00:00 11 Maggio 2004

Su quali regioni la depressione mediterranea si farà sentire maggiormente?

Tempo in peggioramento nel corso dei prossimi due giorni su alcune regioni italiane: vediamo quali.

Su quali regioni la depressione mediterranea si farà sentire maggiormente?

La depressione che al momento presenta il suo centro in prossimità di Gibilterra tenderà a muoversi abbastanza rapidamente verso levante nelle prossime ore. Secondo le ultime analisi disponibili, tale depressione seguirà una traiettoria più meridionale di quanto ipotizzato ieri, con conseguente influenza marginale per le nostre regioni settentrionali.

Il transito della struttura perturbata si dovrebbe compiere nell’arco dei prossimi due giorni, con fenomeni maggiormente presenti al centro e al sud.

Cerchiamo di valutare, sulla base degli ultimi dati disponibili, quali regioni saranno maggiormente coinvolte dai fenomeni.

Nella giornata di MERCOLEDI’ sarà la Sardegna a ricevere i maggiori quantitativi di pioggia, anche se in serata si prevede un’attenuazione dei fenomeni ad iniziare dal settore sud-occidentale.

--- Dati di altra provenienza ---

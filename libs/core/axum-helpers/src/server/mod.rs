//! Server infrastructure: router assembly, health endpoints, graceful shutdown.
//!
//! ```ignore
//! use axum_helpers::server::{create_production_app, create_router, health_router};
//! use core_config::app_info;
//!
//! let router = create_router::<ApiDoc>(api_routes, &config.cors)?
//!     .merge(health_router(app_info!()));
//! create_production_app(router, &config.server, async {}).await?;
//! ```

pub mod app;
pub mod health;
pub mod shutdown;

pub use app::{create_production_app, create_router};
pub use health::{HealthCheckFuture, HealthResponse, health_router, run_health_checks};
pub use shutdown::{ShutdownCoordinator, shutdown_signal};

Nubi e precipitazioni dalla tarda mattinata marceranno verso il Lazio e la bassa Toscana, mentre nel pomeriggio anche parte dell’Umbria potrebbe essere coinvolta.

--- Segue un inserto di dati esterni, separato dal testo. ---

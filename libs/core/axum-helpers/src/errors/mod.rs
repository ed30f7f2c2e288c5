pub mod handlers;
pub mod messages;
pub mod responses;

use axum::{
    Json,
    extract::rejection::{JsonRejection, PathRejection},
    http::StatusCode,
    response::{IntoResponse, Response},
};
use chrono::{DateTime, Utc};
use serde::{Deserialize, Serialize};
use thiserror::Error;
use utoipa::ToSchema;

/// Error body returned for every failed request.
///
/// # JSON Example
///
/// ```json
/// {
///   "timestamp": "2025-01-14T10:21:07.311Z",
///   "path": "/users/123",
///   "status": 404,
///   "error": "Not Found",
///   "message": "Object not found. Id: 123, Type: User"
/// }
/// ```
#[derive(Debug, Clone, PartialEq, Serialize, Deserialize, ToSchema)]
pub struct StandardError {
    /// When the error was produced
    pub timestamp: DateTime<Utc>,
    /// Path of the request that failed
    pub path: String,
    /// HTTP status code
    pub status: u16,
    /// Short status phrase
    pub error: String,
    /// Human-readable message
    pub message: String,
}

/// A single failed validation rule.
#[derive(Debug, Clone, PartialEq, Eq, Serialize, Deserialize, ToSchema)]
#[serde(rename_all = "camelCase")]
pub struct FieldError {
    pub field_name: String,
    pub message: String,
}

impl FieldError {
    pub fn new(field_name: impl Into<String>, message: impl Into<String>) -> Self {
        Self {
            field_name: field_name.into(),
            message: message.into(),
        }
    }
}

/// [`StandardError`] plus the ordered list of failed field rules.
#[derive(Debug, Clone, PartialEq, Serialize, Deserialize, ToSchema)]
pub struct ValidationError {
    #[serde(flatten)]
    pub base: StandardError,
    pub errors: Vec<FieldError>,
}

/// Application error type, independent of the request it occurred in.
///
/// Bind it to a request path with [`AppError::at`] (or [`ResultExt::at_path`])
/// to obtain an [`ApiError`] that renders the wire body.
#[derive(Debug, Error)]
#[non_exhaustive]
pub enum AppError {
    #[error("JSON extraction error: {0}")]
    JsonExtractorRejection(#[from] JsonRejection),

    #[error("Path extraction error: {0}")]
    PathRejection(#[from] PathRejection),

    #[error("Validation failed on {} rule(s)", .0.len())]
    Validation(Vec<FieldError>),

    #[error("Bad Request: {0}")]
    BadRequest(String),

    #[error("Not Found: {0}")]
    NotFound(String),

    #[error("Method Not Allowed: {0}")]
    MethodNotAllowed(String),

    #[error("Internal Server Error: {0}")]
    InternalServerError(String),

    #[error("Service Unavailable: {0}")]
    ServiceUnavailable(String),
}

impl AppError {
    pub fn status(&self) -> StatusCode {
        match self {
            AppError::JsonExtractorRejection(e) => e.status(),
            AppError::PathRejection(e) => e.status(),
            AppError::Validation(_) | AppError::BadRequest(_) => StatusCode::BAD_REQUEST,
            AppError::NotFound(_) => StatusCode::NOT_FOUND,
            AppError::MethodNotAllowed(_) => StatusCode::METHOD_NOT_ALLOWED,
            AppError::InternalServerError(_) => StatusCode::INTERNAL_SERVER_ERROR,
            AppError::ServiceUnavailable(_) => StatusCode::SERVICE_UNAVAILABLE,
        }
    }

    /// Bind this error to the path of the request that produced it.
    pub fn at(self, path: impl Into<String>) -> ApiError {
        ApiError {
            error: self,
            path: path.into(),
        }
    }
}

/// An [`AppError`] bound to a request path; the handler-level error type.
#[derive(Debug, Error)]
#[error("{error} (path: {path})")]
pub struct ApiError {
    pub error: AppError,
    pub path: String,
}

/// Converts handler results into [`ApiError`]s carrying the request path.
///
/// ```ignore
/// let user = service.find_by_id(&id).await.at_path(uri.path())?;
/// ```
pub trait ResultExt<T> {
    fn at_path(self, path: &str) -> Result<T, ApiError>;
}

impl<T, E> ResultExt<T> for Result<T, E>
where
    E: Into<AppError>,
{
    fn at_path(self, path: &str) -> Result<T, ApiError> {
        self.map_err(|e| e.into().at(path))
    }
}

impl ApiError {
    fn standard(&self, status: StatusCode, error: String, message: String) -> StandardError {
        StandardError {
            timestamp: Utc::now(),
            path: self.path.clone(),
            status: status.as_u16(),
            error,
            message,
        }
    }
}

impl IntoResponse for ApiError {
    fn into_response(self) -> Response {
        let status = self.error.status();
        let phrase = status.canonical_reason().unwrap_or("Unknown").to_string();

        let message = match &self.error {
            AppError::Validation(errors) => {
                tracing::info!(path = %self.path, violations = errors.len(), "Validation error");
                let body = ValidationError {
                    base: self.standard(
                        status,
                        messages::VALIDATION_ERROR.to_string(),
                        messages::VALIDATION_FAILED.to_string(),
                    ),
                    errors: errors.clone(),
                };
                return (status, Json(body)).into_response();
            }
            AppError::JsonExtractorRejection(e) => {
                tracing::warn!(path = %self.path, "JSON extraction error: {:?}", e);
                e.body_text()
            }
            AppError::PathRejection(e) => {
                tracing::info!(path = %self.path, "Path extraction error: {:?}", e);
                e.body_text()
            }
            AppError::BadRequest(msg) => {
                tracing::info!(path = %self.path, "Bad request: {}", msg);
                msg.clone()
            }
            AppError::NotFound(msg) => {
                tracing::info!(path = %self.path, "Not found: {}", msg);
                msg.clone()
            }
            AppError::MethodNotAllowed(msg) => {
                tracing::info!(path = %self.path, "Method not allowed: {}", msg);
                msg.clone()
            }
            AppError::InternalServerError(msg) => {
                tracing::error!(path = %self.path, "Internal server error: {}", msg);
                messages::INTERNAL_ERROR.to_string()
            }
            AppError::ServiceUnavailable(msg) => {
                tracing::warn!(path = %self.path, "Service unavailable: {}", msg);
                msg.clone()
            }
        };

        let body = self.standard(status, phrase, message);
        (status, Json(body)).into_response()
    }
}

#[cfg(test)]
mod tests {
    use super::*;
    use http_body_util::BodyExt;
    use serde_json::Value;

    async fn render(error: ApiError) -> (StatusCode, Value) {
        let response = error.into_response();
        let status = response.status();
        let bytes = response.into_body().collect().await.unwrap().to_bytes();
        (status, serde_json::from_slice(&bytes).unwrap())
    }

    #[tokio::test]
    async fn test_not_found_renders_standard_error() {
        let (status, body) = render(AppError::NotFound("gone".to_string()).at("/users/1")).await;

        assert_eq!(status, StatusCode::NOT_FOUND);
        assert_eq!(body["status"], 404);
        assert_eq!(body["error"], "Not Found");
        assert_eq!(body["message"], "gone");
        assert_eq!(body["path"], "/users/1");
        assert!(body["timestamp"].is_string());
        assert!(body.get("errors").is_none());
    }

    #[tokio::test]
    async fn test_validation_renders_ordered_field_errors() {
        let errors = vec![
            FieldError::new("name", "must not be null or empty"),
            FieldError::new("email", "invalid email"),
        ];
        let (status, body) = render(AppError::Validation(errors).at("/users")).await;

        assert_eq!(status, StatusCode::BAD_REQUEST);
        assert_eq!(body["status"], 400);
        assert_eq!(body["error"], "Validation error");
        assert_eq!(body["message"], "Error on validation attributes");
        assert_eq!(body["errors"][0]["fieldName"], "name");
        assert_eq!(body["errors"][1]["fieldName"], "email");
        assert_eq!(body["errors"][1]["message"], "invalid email");
    }

    #[tokio::test]
    async fn test_internal_error_hides_details() {
        let (status, body) =
            render(AppError::InternalServerError("socket reset".to_string()).at("/users")).await;

        assert_eq!(status, StatusCode::INTERNAL_SERVER_ERROR);
        assert_eq!(body["error"], "Internal Server Error");
        assert_eq!(body["message"], messages::INTERNAL_ERROR);
    }

    #[test]
    fn test_at_path_maps_errors() {
        let result: Result<(), AppError> = Err(AppError::BadRequest("nope".to_string()));
        let err = result.at_path("/users").unwrap_err();
        assert_eq!(err.path, "/users");
        assert_eq!(err.error.status(), StatusCode::BAD_REQUEST);
    }
}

Il nord non verrà praticamente interessato dal fronte principale, ma una certa instabilità tenderà a manifestarsi lungo tutta la chiostra alpina e sul Piemonte, con possibilità di isolati temporali.

Il sud sarà ancora in attesa, con una nuvolosità in prevalenza alta e sottile sulla Campania e sulla Sicilia. Sul settore ionico il cielo sarà addirittura sereno.

GIOVEDI’ il tempo tenderà a migliorare sulla Sardegna, mentre nubi e fenomeni si concentreranno su Campania, Molise e Abruzzo. Su queste regioni le precipitazioni potrebbero assumere anche carattere temporalesco.

Una certa instabilità interesserà nelle ore pomeridiane anche tutta la dorsale appenninica e parte del nord-est, mentre altrove i fenomeni saranno scarsì.

VENERDI’ il transito della struttura depressionaria sarà ormai ultimato. Tuttavia si prevedono residui fenomeni di instabilità sulle zone appenniniche del centro e del sud. Più sole altrove.